Read His Words Before Ours!
Ephesians 2:1-10
Isaiah 64:5-7
Ephesians 1:3-14
“Your smile isn’t right”
“Your hands are shaped wrong”
“How are you so stupid”
Pencils thrown in my direction.
Fury on his face.
Household items hurled angrily.
I was an un-ending disappointment to my father.
The verbal and emotional abuse that poured from my earthly dad as a child and teenager, rang in my ears into adulthood, tightening its grip on me. Those words were the only soundtrack I could hear. The chorus to every song sank its chords deep into my soul,
“You are not enough. You are not enough. You are not enough.”
The song is much quieter now, even silent the majority of the time, praise Jesus! I’ve walked through a lot of rebuilding and practiced listening to God’s truth over my dad’s lies, but even as I type these phrases, my hands shake, my heart-rate speeds up, and my body literally trembles with old fear.
I am not enough…. The haunting rhythm beats again.
For the vast majority of my life, I fell prey to this deadly song and I ran from it as intensely as I could. I became an over-achiever. I hated leaving things undone. I was forever looking over my shoulder, waiting for punishment. I berated myself incessantly. Everyone was against me (in my skewed perception). I had become my own worst enemy and I couldn’t look in the mirror without seeing flaws, both big and small.
I lived in constant fear knowing that I would never be enough.
Never pretty .
Never wearing the right clothes.
Never confident.
Never smart.
Never attracting the right kind of people or having the “fun friends”.
Never truly good, outside or inside.
But then, oh gloriously, like the first rays of dawn spilling into a darkened sky, I began to understand the gospel.
“As for you, you were dead in your trespasses and sins.”
I had been right. I was not enough.
“And all our righteous deeds are like a filthy garment; And all of us wither like a leaf, and our iniquities, like the wind, take us away.”
I never had been enough.
None of my strivings to reach “good enough” would ever get me anywhere. I was the hamster spinning on his wheel.
But the gospel doesn’t end there; that’s just the beginning because….
Jesus is enough!
Paul goes on to say in Ephesians, “But God, being rich in mercy, because of the great love with which He loved us, even when we were dead in our sins, made us ALIVE together with CHRIST, for it is by grace you have been saved.”
Oh the bliss, the sweet joy that began to sing satisfaction into my heart!
I was not enough, nor never would be, but Jesus was and always will be.
I could stop beating myself up to be more!
I talk to my daughters about the three enemies of their beauty because I face them all the time.
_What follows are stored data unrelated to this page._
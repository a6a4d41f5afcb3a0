mod helpers;
mod middleware;
mod password;
mod scope;
mod token;

use serde::{Deserialize, Serialize};
use uuid::Uuid;

use crate::types::Role;

pub use helpers::extract_bearer;
pub use middleware::{AuthError, RequireAuth};
pub use password::Hasher;
pub use scope::{enforce_company, enforce_role, enforce_scope, enforce_server_role};
pub use token::{Claims, TokenIssuer, TokenPair};

/// The caller behind a request, recovered from its bearer token.
#[derive(Debug, Clone, PartialEq, Eq, Serialize, Deserialize)]
pub struct CurrentUser {
    pub id: Uuid,
    pub company_id: Uuid,
    pub username: String,
    pub email: String,
    pub role: Role,
}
Whether it’s battling the image of being flawless, fighting the urge to always compare ourselves to peers, or combating our own criticisms, the enemies of beauty are relentlessly pursuing a treasure we are too quick to relinquish.
Sisters, we must stop allowing the enemy of ourselves to defeat our beauty!
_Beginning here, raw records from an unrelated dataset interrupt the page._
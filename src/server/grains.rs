use std::io;
use std::sync::Arc;

use axum::{
    Json,
    body::Bytes,
    extract::{Path, Query, State},
    http::StatusCode,
};
use tracing::info;
use uuid::Uuid;

use super::slices::check_slice_access;
use crate::auth::{CurrentUser, RequireAuth, enforce_role, enforce_scope};
use crate::codec::{self, Encoding};
use crate::error::{Error, Result};
use crate::server::AppState;
use crate::server::dto::{
    CreateGrainRequest, GrainList, ListGrainsParams, PageParams, PayloadParams, ReplaceParams,
    UploadParams, flag, parse_uuid,
};
use crate::server::response::{ApiError, ApiResult};
use crate::store::{Pagination, Store};
use crate::types::{Grain, Role};

/// Header naming the encoding of a bare payload body.
pub const ENCODING_HEADER: &str = "x-grain-encoding";

/// Scheme used for uploads that do not name one.
const DEFAULT_UPLOAD_ENCODING: Encoding = Encoding::Z64;

fn validate_key(key: &str) -> Result<()> {
    if key.trim().is_empty() {
        return Err(Error::BadRequest("grain key cannot be empty".to_string()));
    }
    Ok(())
}

/// Checks the payload decodes under its scheme, then stores it.
fn store_grain(store: &dyn Store, replace: bool, grain: &Grain) -> Result<()> {
    store.slice(grain.slice_id)?;
    if let Some(payload) = &grain.payload {
        codec::decode_to(payload, grain.encoding, &mut io::sink())?;
    }
    store.create_grain(replace, grain)
}

/// Callers below admin must be subscribed to the grain's slice.
fn check_grain_access(store: &dyn Store, caller: &CurrentUser, id: Uuid) -> Result<()> {
    if caller.role.satisfies(Role::Admin) {
        return Ok(());
    }
    enforce_role(caller, Role::CompanyAdmin)?;
    if !store.company_subscribed(caller.company_id, id)? {
        return Err(Error::forbidden("no active subscription to this grain's slice"));
    }
    Ok(())
}

async fn blocking<T, F>(f: F) -> ApiResult<T>
where
    F: FnOnce() -> Result<T> + Send + 'static,
    T: Send + 'static,
{
    let result = tokio::task::spawn_blocking(f)
        .await
        .map_err(|e| ApiError::internal(format!("grain task failed: {e}")))?;
    Ok(result?)
}

pub async fn list_grains(
    RequireAuth(caller): RequireAuth,
    State(state): State<Arc<AppState>>,
    Query(params): Query<ListGrainsParams>,
) -> ApiResult<Json<GrainList>> {
    let scope = enforce_scope(&caller, "company_id")?;
    let page = Pagination::new(params.limit, params.offset)?;
    let include_payload = flag(params.payload.as_deref(), false)?;
    let slice_id = params.slice_id.as_deref().map(parse_uuid).transpose()?;

    if let Some(key) = params.grain_key.as_deref() {
        // A key names a grain only within a slice.
        let Some(slice_id) = slice_id else {
            return Err(Error::MissingQueryParams("grain_key requires slice_id".to_string()).into());
        };
        check_slice_access(state.store.as_ref(), &caller, slice_id)?;
        let grain = state.store.grain_by_key(slice_id, key, include_payload)?;
        return Ok(Json(GrainList {
            grains: vec![grain],
            page: Some(page),
        }));
    }

    let grains = state
        .store
        .list_grains(slice_id, include_payload, scope.as_ref(), page)?;
    Ok(Json(GrainList {
        grains,
        page: Some(page),
    }))
}

pub async fn slice_grains(
    RequireAuth(caller): RequireAuth,
    State(state): State<Arc<AppState>>,
    Path(id): Path<String>,
    Query(params): Query<PayloadParams>,
    Query(paging): Query<PageParams>,
) -> ApiResult<Json<GrainList>> {
    let id = parse_uuid(&id)?;
    check_slice_access(state.store.as_ref(), &caller, id)?;
    let include_payload = flag(params.payload.as_deref(), false)?;
    let page = paging.pagination()?;

    let grains = state
        .store
        .list_grains(Some(id), include_payload, None, page)?;
    Ok(Json(GrainList {
        grains,
        page: Some(page),
    }))
}

/// A single grain with its payload.
pub async fn get_grain(
    RequireAuth(caller): RequireAuth,
    State(state): State<Arc<AppState>>,
    Path(id): Path<String>,
) -> ApiResult<Json<Grain>> {
    let id = parse_uuid(&id)?;
    check_grain_access(state.store.as_ref(), &caller, id)?;
    Ok(Json(state.store.grain(id, true)?))
}

/// The encoded payload alone as a text body with an exact length, so a
/// secondary can copy it into its store as it arrives.
pub async fn get_grain_payload(
    RequireAuth(caller): RequireAuth,
    State(state): State<Arc<AppState>>,
    Path(id): Path<String>,
) -> ApiResult<([(&'static str, String); 1], String)> {
    let id = parse_uuid(&id)?;
    check_grain_access(state.store.as_ref(), &caller, id)?;
    let grain = state.store.grain(id, true)?;
    let payload = grain.payload.unwrap_or_default();
    Ok(([(ENCODING_HEADER, grain.encoding.to_string())], payload))
}

pub async fn get_grain_by_key(
    RequireAuth(caller): RequireAuth,
    State(state): State<Arc<AppState>>,
    Path((slice_id, grain_key)): Path<(String, String)>,
    Query(params): Query<PayloadParams>,
) -> ApiResult<Json<Grain>> {
    let slice_id = parse_uuid(&slice_id)?;
    check_slice_access(state.store.as_ref(), &caller, slice_id)?;
    let include_payload = flag(params.payload.as_deref(), true)?;
    Ok(Json(
        state
            .store
            .grain_by_key(slice_id, &grain_key, include_payload)?,
    ))
}

pub async fn create_grain(
    RequireAuth(caller): RequireAuth,
    State(state): State<Arc<AppState>>,
    Query(params): Query<ReplaceParams>,
    Json(req): Json<CreateGrainRequest>,
) -> ApiResult<(StatusCode, Json<Grain>)> {
    enforce_role(&caller, Role::Admin)?;
    validate_key(&req.grain_key)?;
    let replace = flag(params.replace.as_deref(), false)?;

    let mut grain = Grain::new(req.slice_id, req.grain_key, req.encoding, req.payload);
    grain.source = req.source;

    let store = state.store.clone();
    let grain = blocking(move || {
        store_grain(store.as_ref(), replace, &grain)?;
        store.grain(grain.id, false)
    })
    .await?;

    info!(slice_id = %grain.slice_id, key = %grain.grain_key, "grain created");
    Ok((StatusCode::CREATED, Json(grain)))
}

/// Stores a raw request body, encoding it on the way in.
pub async fn upload_grain(
    RequireAuth(caller): RequireAuth,
    State(state): State<Arc<AppState>>,
    Path((slice_id, grain_key)): Path<(String, String)>,
    Query(params): Query<UploadParams>,
    body: Bytes,
) -> ApiResult<(StatusCode, Json<Grain>)> {
    enforce_role(&caller, Role::Admin)?;
    let slice_id = parse_uuid(&slice_id)?;
    validate_key(&grain_key)?;
    let encoding = match params.encoding.as_deref() {
        None | Some("") => DEFAULT_UPLOAD_ENCODING,
        Some(name) => name.parse()?,
    };
    let replace = flag(params.replace.as_deref(), false)?;
    let source = params.source.unwrap_or_default();

    let store = state.store.clone();
    let grain = blocking(move || {
        store.slice(slice_id)?;
        let payload = codec::encode(body.as_ref(), encoding)?;
        let mut grain = Grain::new(slice_id, grain_key, encoding, payload);
        grain.source = source;
        store.create_grain(replace, &grain)?;
        store.grain(grain.id, false)
    })
    .await?;

    info!(
        slice_id = %grain.slice_id,
        key = %grain.grain_key,
        encoding = %grain.encoding,
        "grain uploaded"
    );
    Ok((StatusCode::CREATED, Json(grain)))
}

pub async fn delete_grain(
    RequireAuth(caller): RequireAuth,
    State(state): State<Arc<AppState>>,
    Path(id): Path<String>,
) -> ApiResult<StatusCode> {
    enforce_role(&caller, Role::Admin)?;
    let id = parse_uuid(&id)?;
    state.store.delete_grain(id)?;
    info!(%id, "grain deleted");
    Ok(StatusCode::NO_CONTENT)
}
It took time, it took grace, it took intentionally listening to the voice of truth, but
when Jesus became my sufficiency, He transformed my beauty.
I could look confidently in the mirror again.
I could enjoy myself, my body, my abilities, my thoughts, my smile, my face, and my hands.
I was beautiful,
not because I was enough,
but because my Heavenly Father was all-sufficient
And more than just the physical, my inner woman grew in graceful beauty as well.
I became friendlier, less judgmental of myself and others, I stood on the truth of who I was in Christ and I wanted others to have that foundation too. Eventually, ministries flourished, my marriage was renewed, and the Lord even grew this GT Community from the strength that was mine in Him.
Restoring our beauty can start by shifting the focus from us onto the only One who could ever be enough.
You Are Beautiful Because Jesus Is Enough!